• [DATA FOR REVIEW]
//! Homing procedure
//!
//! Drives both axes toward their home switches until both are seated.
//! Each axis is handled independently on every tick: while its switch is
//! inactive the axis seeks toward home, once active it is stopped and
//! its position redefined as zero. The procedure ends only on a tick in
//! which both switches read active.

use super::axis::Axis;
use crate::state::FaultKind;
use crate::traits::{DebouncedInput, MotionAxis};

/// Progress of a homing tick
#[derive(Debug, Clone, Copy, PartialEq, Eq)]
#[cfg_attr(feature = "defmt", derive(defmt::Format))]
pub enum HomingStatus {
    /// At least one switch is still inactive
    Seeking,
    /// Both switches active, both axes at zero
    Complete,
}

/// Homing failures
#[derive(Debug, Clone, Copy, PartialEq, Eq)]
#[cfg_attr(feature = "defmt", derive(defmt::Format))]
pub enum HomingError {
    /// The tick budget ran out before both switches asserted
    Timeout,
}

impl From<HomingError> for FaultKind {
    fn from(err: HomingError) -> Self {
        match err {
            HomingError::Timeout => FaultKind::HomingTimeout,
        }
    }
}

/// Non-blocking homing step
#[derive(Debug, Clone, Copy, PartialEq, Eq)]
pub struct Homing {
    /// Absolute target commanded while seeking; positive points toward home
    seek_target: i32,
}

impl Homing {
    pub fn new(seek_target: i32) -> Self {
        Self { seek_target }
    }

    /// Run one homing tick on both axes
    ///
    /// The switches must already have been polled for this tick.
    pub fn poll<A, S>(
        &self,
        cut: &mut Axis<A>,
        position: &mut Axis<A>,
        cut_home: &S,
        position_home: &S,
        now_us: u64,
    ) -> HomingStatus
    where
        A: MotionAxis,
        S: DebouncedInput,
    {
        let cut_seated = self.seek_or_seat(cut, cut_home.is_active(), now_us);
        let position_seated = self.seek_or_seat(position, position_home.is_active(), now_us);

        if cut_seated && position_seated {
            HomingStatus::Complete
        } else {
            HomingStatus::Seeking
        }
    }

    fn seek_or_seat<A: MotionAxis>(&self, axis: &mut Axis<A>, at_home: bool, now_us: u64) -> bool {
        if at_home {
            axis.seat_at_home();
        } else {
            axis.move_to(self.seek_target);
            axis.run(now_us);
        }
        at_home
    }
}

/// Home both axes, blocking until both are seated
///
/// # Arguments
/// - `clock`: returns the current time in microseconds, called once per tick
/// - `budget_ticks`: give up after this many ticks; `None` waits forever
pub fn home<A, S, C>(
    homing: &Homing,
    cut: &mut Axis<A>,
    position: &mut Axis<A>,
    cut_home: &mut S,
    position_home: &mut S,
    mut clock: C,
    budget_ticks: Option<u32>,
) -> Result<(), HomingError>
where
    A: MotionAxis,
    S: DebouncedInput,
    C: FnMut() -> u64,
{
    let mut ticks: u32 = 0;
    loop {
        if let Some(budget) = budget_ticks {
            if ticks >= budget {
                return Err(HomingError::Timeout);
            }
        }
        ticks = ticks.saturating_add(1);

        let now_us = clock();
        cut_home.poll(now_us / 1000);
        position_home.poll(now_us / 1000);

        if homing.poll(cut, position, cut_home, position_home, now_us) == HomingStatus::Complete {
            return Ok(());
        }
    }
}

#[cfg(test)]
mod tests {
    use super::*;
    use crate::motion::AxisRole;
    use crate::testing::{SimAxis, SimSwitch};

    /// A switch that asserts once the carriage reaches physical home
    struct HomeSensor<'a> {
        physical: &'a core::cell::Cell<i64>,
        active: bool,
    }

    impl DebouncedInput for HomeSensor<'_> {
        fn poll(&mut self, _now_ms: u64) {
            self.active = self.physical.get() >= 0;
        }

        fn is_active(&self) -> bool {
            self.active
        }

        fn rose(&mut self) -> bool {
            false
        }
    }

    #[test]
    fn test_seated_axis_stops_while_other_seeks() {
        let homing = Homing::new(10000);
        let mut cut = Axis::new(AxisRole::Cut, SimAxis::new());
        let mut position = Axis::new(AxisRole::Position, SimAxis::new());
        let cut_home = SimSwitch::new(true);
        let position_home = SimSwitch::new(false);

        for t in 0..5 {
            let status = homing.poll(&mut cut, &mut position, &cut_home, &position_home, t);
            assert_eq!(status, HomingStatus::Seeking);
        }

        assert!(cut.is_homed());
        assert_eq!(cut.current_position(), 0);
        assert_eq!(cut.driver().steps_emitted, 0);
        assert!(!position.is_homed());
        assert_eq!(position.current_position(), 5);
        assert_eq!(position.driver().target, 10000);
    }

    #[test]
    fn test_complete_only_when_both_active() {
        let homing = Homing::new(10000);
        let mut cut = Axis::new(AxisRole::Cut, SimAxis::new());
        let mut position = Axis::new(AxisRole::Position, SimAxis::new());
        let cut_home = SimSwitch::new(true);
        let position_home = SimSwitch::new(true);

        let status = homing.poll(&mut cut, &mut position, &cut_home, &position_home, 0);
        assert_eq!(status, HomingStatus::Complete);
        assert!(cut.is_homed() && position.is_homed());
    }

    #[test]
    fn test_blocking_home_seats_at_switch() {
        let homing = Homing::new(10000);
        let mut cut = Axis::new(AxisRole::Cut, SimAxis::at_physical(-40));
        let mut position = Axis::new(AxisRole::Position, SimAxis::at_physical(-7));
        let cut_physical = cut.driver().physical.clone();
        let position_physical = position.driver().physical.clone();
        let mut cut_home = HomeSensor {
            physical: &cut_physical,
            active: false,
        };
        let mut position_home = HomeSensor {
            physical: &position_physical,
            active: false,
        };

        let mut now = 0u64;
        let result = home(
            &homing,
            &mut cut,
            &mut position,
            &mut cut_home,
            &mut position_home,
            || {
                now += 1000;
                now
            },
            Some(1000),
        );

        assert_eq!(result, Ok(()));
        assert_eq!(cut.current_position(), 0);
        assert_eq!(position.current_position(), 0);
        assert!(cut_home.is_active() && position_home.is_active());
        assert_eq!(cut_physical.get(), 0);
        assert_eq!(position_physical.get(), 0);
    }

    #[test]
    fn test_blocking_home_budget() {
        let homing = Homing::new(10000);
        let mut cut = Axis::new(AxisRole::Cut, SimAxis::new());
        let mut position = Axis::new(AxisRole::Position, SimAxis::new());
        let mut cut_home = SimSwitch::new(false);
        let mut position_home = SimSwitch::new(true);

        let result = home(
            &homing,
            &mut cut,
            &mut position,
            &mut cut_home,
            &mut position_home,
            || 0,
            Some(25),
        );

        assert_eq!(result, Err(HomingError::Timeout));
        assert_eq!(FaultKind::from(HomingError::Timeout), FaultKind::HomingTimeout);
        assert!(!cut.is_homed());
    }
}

• [EXERCISE INSTRUCTIONS] A word-for-word copy of the lines above from the one with "let position_home = SimSwitch::new(true);" through the one with "assert_eq!(result, Err(HomingError::Timeout));", inclusive, is the only output wanted.

• [EXERCISE RESPONSE]
        let position_home = SimSwitch::new(true);

        let status = homing.poll(&mut cut, &mut position, &cut_home, &position_home, 0);
        assert_eq!(status, HomingStatus::Complete);
        assert!(cut.is_homed() && position.is_homed());
    }

    #[test]
    fn test_blocking_home_seats_at_switch() {
        let homing = Homing::new(10000);
        let mut cut = Axis::new(AxisRole::Cut, SimAxis::at_physical(-40));
        let mut position = Axis::new(AxisRole::Position, SimAxis::at_physical(-7));
        let cut_physical = cut.driver().physical.clone();
        let position_physical = position.driver().physical.clone();
        let mut cut_home = HomeSensor {
            physical: &cut_physical,
            active: false,
        };
        let mut position_home = HomeSensor {
            physical: &position_physical,
            active: false,
        };

        let mut now = 0u64;
        let result = home(
            &homing,
            &mut cut,
            &mut position,
            &mut cut_home,
            &mut position_home,
            || {
                now += 1000;
                now
            },
            Some(1000),
        );

        assert_eq!(result, Ok(()));
        assert_eq!(cut.current_position(), 0);
        assert_eq!(position.current_position(), 0);
        assert!(cut_home.is_active() && position_home.is_active());
        assert_eq!(cut_physical.get(), 0);
        assert_eq!(position_physical.get(), 0);
    }

    #[test]
    fn test_blocking_home_budget() {
        let homing = Homing::new(10000);
        let mut cut = Axis::new(AxisRole::Cut, SimAxis::new());
        let mut position = Axis::new(AxisRole::Position, SimAxis::new());
        let mut cut_home = SimSwitch::new(false);
        let mut position_home = SimSwitch::new(true);

        let result = home(
            &homing,
            &mut cut,
            &mut position,
            &mut cut_home,
            &mut position_home,
            || 0,
            Some(25),
        );

        assert_eq!(result, Err(HomingError::Timeout));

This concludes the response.